** Data excerpts **

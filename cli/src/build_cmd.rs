use std::path::PathBuf;

use anyhow::Result;
use clap::Parser;

use crate::CommandContext;
use crate::input::RequestInput;
use crate::print_json;

#[derive(Debug, Parser)]
pub struct BuildArgs {
    /// JSON request description (prefetch, execute, targetParameters,
    /// identity, lifecycle, device).
    #[arg(long = "input", value_name = "FILE")]
    input: PathBuf,

    /// Render pretty JSON instead of a single line.
    #[arg(long = "pretty", default_value_t = false)]
    pretty: bool,
}

pub(crate) fn run(context: &CommandContext, args: BuildArgs) -> Result<()> {
    let input = RequestInput::load(&args.input)?;
    let client = context.client(input.device.clone())?;
    let payload = client.request_payload(
        &input.prefetch,
        &input.execute,
        input.parameters.as_ref(),
        input.shared(),
    );

    print_json(&payload, args.pretty)
}
//! In-app preview mode.
//!
//! A QA deep link carrying `at_preview_token` switches the client into
//! preview mode: a floating button is shown, the selection page is fetched
//! from the preview endpoint and displayed full screen, and the page answers
//! through `adbinapp://confirm` or `adbinapp://cancel` URLs. Confirmed
//! preview parameters are merged into every outbound delivery request.

mod controller;
mod link;

pub use controller::PreviewController;
pub use controller::PreviewPhase;
pub use link::DEFAULT_PREVIEW_ENDPOINT;

#[cfg(test)]
mod tests;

** TASK STATEMENT **
Reproduce the entries exactly, each one as given.

** RESPONSE TO THE EXERCISE **
filename cli/src/build_cmd.rs
use std::path::PathBuf;

use anyhow::Result;
use clap::Parser;

use crate::CommandContext;
use crate::input::RequestInput;
use crate::print_json;

#[derive(Debug, Parser)]
pub struct BuildArgs {
    /// JSON request description (prefetch, execute, targetParameters,
    /// identity, lifecycle, device).
    #[arg(long = "input", value_name = "FILE")]
    input: PathBuf,

    /// Render pretty JSON instead of a single line.
    #[arg(long = "pretty", default_value_t = false)]
    pretty: bool,
}

pub(crate) fn run(context: &CommandContext, args: BuildArgs) -> Result<()> {
    let input = RequestInput::load(&args.input)?;
    let client = context.client(input.device.clone())?;
    let payload = client.request_payload(
        &input.prefetch,
        &input.execute,
        input.parameters.as_ref(),
        input.shared(),
    );

    print_json(&payload, args.pretty)
}
//! In-app preview mode.
//!
//! A QA deep link carrying `at_preview_token` switches the client into
//! preview mode: a floating button is shown, the selection page is fetched
//! from the preview endpoint and displayed full screen, and the page answers
//! through `adbinapp://confirm` or `adbinapp://cancel` URLs. Confirmed
//! preview parameters are merged into every outbound delivery request.

mod controller;
mod link;

pub use controller::PreviewController;
pub use controller::PreviewPhase;
pub use link::DEFAULT_PREVIEW_ENDPOINT;

#[cfg(test)]
mod tests;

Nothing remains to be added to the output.